How to convert the output of meshgrid to the corresponding array of points?

Question

I want to create a list of points that would correspond to a grid. So if I want to create a grid of the region from (0, 0) to (1, 1), it would contain the points (0, 0), (0, 1), (1, 0) and (1, 0).

I know that that this can be done with the following code:

g = np.meshgrid([0,1],[0,1])
np.append(g[0].reshape(-1,1),g[1].reshape(-1,1),axis=1)

Yielding the result:

array([[0, 0],
       [1, 0],
       [0, 1],
       [1, 1]])

My question is twofold:

1. Is there a better way of doing this?
2. Is there a way of generalizing this to higher dimensions?

Answer 1

I just noticed that the documentation in numpy provides an even faster way to do this:

X, Y = np.mgrid[xmin:xmax:100j, ymin:ymax:100j]
positions = np.vstack([X.ravel(), Y.ravel()])

This can easily be generalized to more dimensions using the linked meshgrid2 function and mapping 'ravel' to the resulting grid.

g = meshgrid2(x, y, z)
positions = np.vstack(map(np.ravel, g))

The result is about 35 times faster than the zip method for a 3D array with 1000 ticks on each axis.

Source: http://docs.scipy.org/doc/scipy/reference/generated/scipy.stats.gaussian_kde.html#scipy.stats.gaussian_kde

To compare the two methods consider the following sections of code:

Create the proverbial tick marks that will help to create the grid.

In [23]: import numpy as np

In [34]: from numpy import asarray

In [35]: x = np.random.rand(100,1)

In [36]: y = np.random.rand(100,1)

In [37]: z = np.random.rand(100,1)

Define the function that mgilson linked to for the meshgrid:

In [38]: def meshgrid2(*arrs):
   ....:     arrs = tuple(reversed(arrs))
   ....:     lens = map(len, arrs)
   ....:     dim = len(arrs)
   ....:     sz = 1
   ....:     for s in lens:
   ....:        sz *= s
   ....:     ans = []
   ....:     for i, arr in enumerate(arrs):
   ....:         slc = [1]*dim
   ....:         slc[i] = lens[i]
   ....:         arr2 = asarray(arr).reshape(slc)
   ....:         for j, sz in enumerate(lens):
   ....:             if j != i:
   ....:                 arr2 = arr2.repeat(sz, axis=j)
   ....:         ans.append(arr2)
   ....:     return tuple(ans)

Create the grid and time the two functions.

In [39]: g = meshgrid2(x, y, z)

In [40]: %timeit pos = np.vstack(map(np.ravel, g)).T
100 loops, best of 3: 7.26 ms per loop

In [41]: %timeit zip(*(x.flat for x in g))
1 loops, best of 3: 264 ms per loop

Answer 2

Are your gridpoints always integral?
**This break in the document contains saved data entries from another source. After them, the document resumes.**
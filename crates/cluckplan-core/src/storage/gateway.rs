//! Persistence of the four root aggregates.
//!
//! Each aggregate lives under its own key as a versioned JSON envelope:
//!
//! ```text
//! tasks          -> {"version": 1, "data": [Task, ...]}
//! focusSessions  -> {"version": 1, "data": [FocusSession, ...]}
//! statistics     -> {"version": 1, "data": Statistics}
//! gameState      -> {"version": 1, "data": GameState}
//! ```
//!
//! Entries are loaded independently: one unreadable entry falls back to its
//! default without discarding the others. A bare aggregate with no envelope
//! is read as version 0.

use std::cell::{Cell, RefCell};
use std::collections::HashMap;
use std::rc::Rc;

use serde::de::DeserializeOwned;
use serde::{Deserialize, Serialize};

use super::Database;
use crate::error::StorageError;
use crate::focus::FocusSession;
use crate::game::GameState;
use crate::stats::Statistics;
use crate::task::Task;

pub const TASKS_KEY: &str = "tasks";
pub const SESSIONS_KEY: &str = "focusSessions";
pub const STATISTICS_KEY: &str = "statistics";
pub const GAME_STATE_KEY: &str = "gameState";

/// Newest envelope version this build writes and understands.
pub const SCHEMA_VERSION: u32 = 1;

/// Everything the app persists.
#[derive(Debug, Clone, Default, PartialEq, Serialize, Deserialize)]
pub struct Aggregates {
    pub tasks: Vec<Task>,
    pub focus_sessions: Vec<FocusSession>,
    pub statistics: Statistics,
    pub game_state: GameState,
}

/// Result of a load: whatever could be read, plus the entries that could not.
#[derive(Debug, Default)]
pub struct LoadReport {
    pub state: Aggregates,
    pub skipped: Vec<StorageError>,
}

/// Flat string key-value backend.
pub trait KvStore {
    fn get(&self, key: &str) -> Result<Option<String>, StorageError>;
    fn set(&self, key: &str, value: &str) -> Result<(), StorageError>;
}

impl KvStore for Database {
    fn get(&self, key: &str) -> Result<Option<String>, StorageError> {
        Ok(self.kv_get(key)?)
    }

    fn set(&self, key: &str, value: &str) -> Result<(), StorageError> {
        Ok(self.kv_set(key, value)?)
    }
}

/// In-process map. Clones share the same entries.
#[derive(Debug, Clone, Default)]
pub struct MemoryKv {
    entries: Rc<RefCell<HashMap<String, String>>>,
    fail_writes: Rc<Cell<bool>>,
}

impl MemoryKv {
    pub fn new() -> Self {
        Self::default()
    }

    /// Make every write fail until switched back, to exercise the
    /// persistence-warning path.
    pub fn set_fail_writes(&self, fail: bool) {
        self.fail_writes.set(fail);
    }

    pub fn raw(&self, key: &str) -> Option<String> {
        self.entries.borrow().get(key).cloned()
    }

    pub fn insert_raw(&self, key: &str, value: &str) {
        self.entries
            .borrow_mut()
            .insert(key.to_string(), value.to_string());
    }
}

impl KvStore for MemoryKv {
    fn get(&self, key: &str) -> Result<Option<String>, StorageError> {
        Ok(self.raw(key))
    }

    fn set(&self, key: &str, value: &str) -> Result<(), StorageError> {
        if self.fail_writes.get() {
            return Err(StorageError::QueryFailed(format!("write to '{key}' rejected")));
        }
        self.insert_raw(key, value);
        Ok(())
    }
}

/// Loads and saves [`Aggregates`].
pub trait PersistenceGateway {
    /// Read every aggregate. Only a backend failure is an error; undecodable
    /// entries are reported in [`LoadReport::skipped`].
    fn load(&self) -> Result<LoadReport, StorageError>;

    /// Write every aggregate. All entries are attempted; the first failure is
    /// returned.
    fn save(&self, state: &Aggregates) -> Result<(), StorageError>;
}

/// [`PersistenceGateway`] over any [`KvStore`].
#[derive(Debug, Clone)]
pub struct KvGateway<S> {
    store: S,
}

impl<S: KvStore> KvGateway<S> {
    pub fn new(store: S) -> Self {
        Self { store }
    }

    pub fn store(&self) -> &S {
        &self.store
    }

    fn load_entry<T: DeserializeOwned + Default>(
        &self,
        key: &str,
        skipped: &mut Vec<StorageError>,
    ) -> Result<T, StorageError> {
        let Some(raw) = self.store.get(key)? else {
            return Ok(T::default());
        };
        match decode(key, &raw) {
            Ok(value) => Ok(value),
            Err(e) => {
                tracing::warn!(key, error = %e, "skipping unreadable entry");
                skipped.push(e);
                Ok(T::default())
            }
        }
    }
}

impl<S: KvStore> PersistenceGateway for KvGateway<S> {
    fn load(&self) -> Result<LoadReport, StorageError> {
        let mut skipped = Vec::new();
        let state = Aggregates {
            tasks: self.load_entry(TASKS_KEY, &mut skipped)?,
            focus_sessions: self.load_entry(SESSIONS_KEY, &mut skipped)?,
            statistics: self.load_entry(STATISTICS_KEY, &mut skipped)?,
            game_state: self.load_entry(GAME_STATE_KEY, &mut skipped)?,
        };
        Ok(LoadReport { state, skipped })
    }

    fn save(&self, state: &Aggregates) -> Result<(), StorageError> {
        let entries = [
            (TASKS_KEY, encode(TASKS_KEY, &state.tasks)),
            (SESSIONS_KEY, encode(SESSIONS_KEY, &state.focus_sessions)),
            (STATISTICS_KEY, encode(STATISTICS_KEY, &state.statistics)),
            (GAME_STATE_KEY, encode(GAME_STATE_KEY, &state.game_state)),
        ];

        let mut first_error = None;
        for (key, encoded) in entries {
            let result = encoded.and_then(|value| self.store.set(key, &value));
            if let Err(e) = result {
                first_error.get_or_insert(e);
            }
        }
        match first_error {
            Some(e) => Err(e),
            None => Ok(()),
        }
    }
}

#[derive(Serialize)]
struct EnvelopeRef<'a, T> {
    version: u32,
    data: &'a T,
}

fn encode<T: Serialize>(key: &str, value: &T) -> Result<String, StorageError> {
    serde_json::to_string(&EnvelopeRef {
        version: SCHEMA_VERSION,
        data: value,
    })
    .map_err(|e| StorageError::Encode {
        key: key.to_string(),
        message: e.to_string(),
    })
}

fn decode<T: DeserializeOwned>(key: &str, raw: &str) -> Result<T, StorageError> {
    let decode_err = |e: serde_json::Error| StorageError::Decode {
        key: key.to_string(),
        message: e.to_string(),
    };

    let value: serde_json::Value = serde_json::from_str(raw).map_err(decode_err)?;
    let (version, data) = match value {
        serde_json::Value::Object(mut obj)
            if obj.contains_key("version") && obj.contains_key("data") =>
        {
            let version = obj
                .get("version")
                .and_then(serde_json::Value::as_u64)
                .ok_or_else(|| StorageError::Decode {
                    key: key.to_string(),
                    message: "version is not an unsigned integer".to_string(),
                })?;
            let data = obj.remove("data").unwrap_or_default();
            (version, data)
        }
        bare => (0, bare),
    };

    if version > u64::from(SCHEMA_VERSION) {
        return Err(StorageError::UnsupportedVersion {
            key: key.to_string(),
            found: u32::try_from(version).unwrap_or(u32::MAX),
            supported: SCHEMA_VERSION,
        });
    }
    serde_json::from_value(data).map_err(decode_err)
}

#[cfg(test)]
mod tests {
    use super::*;
    use crate::task::TaskCategory;
    use chrono::Utc;

    fn sample() -> Aggregates {
        let mut state = Aggregates::default();
        state
            .tasks
            .push(Task::new("Lay eggs", TaskCategory::Work, None, Utc::now()));
        state.statistics.feathers_earned = 42;
        state
    }

    #[test]
    fn save_then_load() {
        let gateway = KvGateway::new(MemoryKv::new());
        let state = sample();
        gateway.save(&state).unwrap();
        let report = gateway.load().unwrap();
        assert!(report.skipped.is_empty());
        assert_eq!(report.state, state);
    }

    #[test]
    fn entries_carry_version_tag() {
        let kv = MemoryKv::new();
        KvGateway::new(kv.clone()).save(&sample()).unwrap();
        let raw: serde_json::Value = serde_json::from_str(&kv.raw(STATISTICS_KEY).unwrap()).unwrap();
        assert_eq!(raw["version"], SCHEMA_VERSION);
        assert_eq!(raw["data"]["feathers_earned"], 42);
    }

    #[test]
    fn bare_legacy_entry_is_accepted() {
        let kv = MemoryKv::new();
        kv.insert_raw(STATISTICS_KEY, r#"{"feathers_earned": 7, "streak_days": 2}"#);
        let report = KvGateway::new(kv).load().unwrap();
        assert_eq!(report.state.statistics.feathers_earned, 7);
        assert_eq!(report.state.statistics.streak_days, 2);
    }

    #[test]
    fn unknown_fields_are_ignored() {
        let kv = MemoryKv::new();
        kv.insert_raw(
            STATISTICS_KEY,
            r#"{"version": 1, "data": {"feathers_earned": 3, "shiny_new_counter": 9}}"#,
        );
        let report = KvGateway::new(kv).load().unwrap();
        assert!(report.skipped.is_empty());
        assert_eq!(report.state.statistics.feathers_earned, 3);
    }

    #[test]
    fn bad_entry_is_skipped_alone() {
        let kv = MemoryKv::new();
        let gateway = KvGateway::new(kv.clone());
        gateway.save(&sample()).unwrap();
        kv.insert_raw(GAME_STATE_KEY, "{not json");
        kv.insert_raw(SESSIONS_KEY, r#"{"version": 99, "data": []}"#);

        let report = gateway.load().unwrap();
        assert_eq!(report.skipped.len(), 2);
        assert!(report
            .skipped
            .iter()
            .any(|e| matches!(e, StorageError::UnsupportedVersion { found: 99, .. })));
        assert_eq!(report.state.tasks.len(), 1);
        assert_eq!(report.state.game_state, GameState::default());
    }

    #[test]
    fn failed_write_is_reported() {
        let kv = MemoryKv::new();
        kv.set_fail_writes(true);
        let err = KvGateway::new(kv).save(&sample()).unwrap_err();
        assert!(matches!(err, StorageError::QueryFailed(_)));
    }

    #[test]
    fn sqlite_backend_round_trip() {
        let gateway = KvGateway::new(Database::open_memory().unwrap());
        gateway.save(&sample()).unwrap();
        let report = gateway.load().unwrap();
        assert_eq!(report.state.statistics.feathers_earned, 42);
        assert_eq!(
            gateway.store().kv_keys().unwrap(),
            vec![
                "focusSessions".to_string(),
                "gameState".to_string(),
                "statistics".to_string(),
                "tasks".to_string()
            ]
        );
    }
}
If so, you could use numpy.ndindex

print list(np.ndindex(2,2))

Higher dimensions:

print list(np.ndindex(2,2,2))

---

Unfortunately, this does not meet the requirements of the OP since the integral assumption (starting with 0) is not met. I'll leave this answer only in case someone else is looking for the same thing where those assumptions are true.

---

Another way to do this relies on zip:

g = np.meshgrid([0,1],[0,1])
zip(*(x.flat for x in g))

This portion scales nicely to arbitrary dimensions. Unfortunately, np.meshgrid doesn't scale well to multiple dimensions, so that part will need to be worked out, or (assuming it works), you could use this SO answer to create your own ndmeshgrid function.

Answer 3

Yet another way to do it is:

np.indices((2,2)).T.reshape(-1,2)

Which can be generalized to higher dimensions, e.g.:

In [60]: np.indices((2,2,2)).T.reshape(-1,3)
Out[60]:
array([[0, 0, 0],
       [1, 0, 0],
       [0, 1, 0],
       [1, 1, 0],
       [0, 0, 1],
       [1, 0, 1],
       [0, 1, 1],
       [1, 1, 1]])

Answer 4

A simple example in 3D (can be extended to N-dimensions I guess, but beware of the final dimension and RAM usage):

import numpy as np

ndim = 3
xmin = 0.
ymin = 0.
zmin = 0.
length_x = 1000.
length_y = 1000.
length_z = 50.
step_x = 1.
step_y = 1.
step_z = 1.

x = np.arange(xmin, length_x, step_x)
y = np.arange(ymin, length_y, step_y)
z = np.arange(zmin, length_z, step_z)
%timeit xyz = np.array(np.meshgrid(x, y, z)).T.reshape(-1, ndim)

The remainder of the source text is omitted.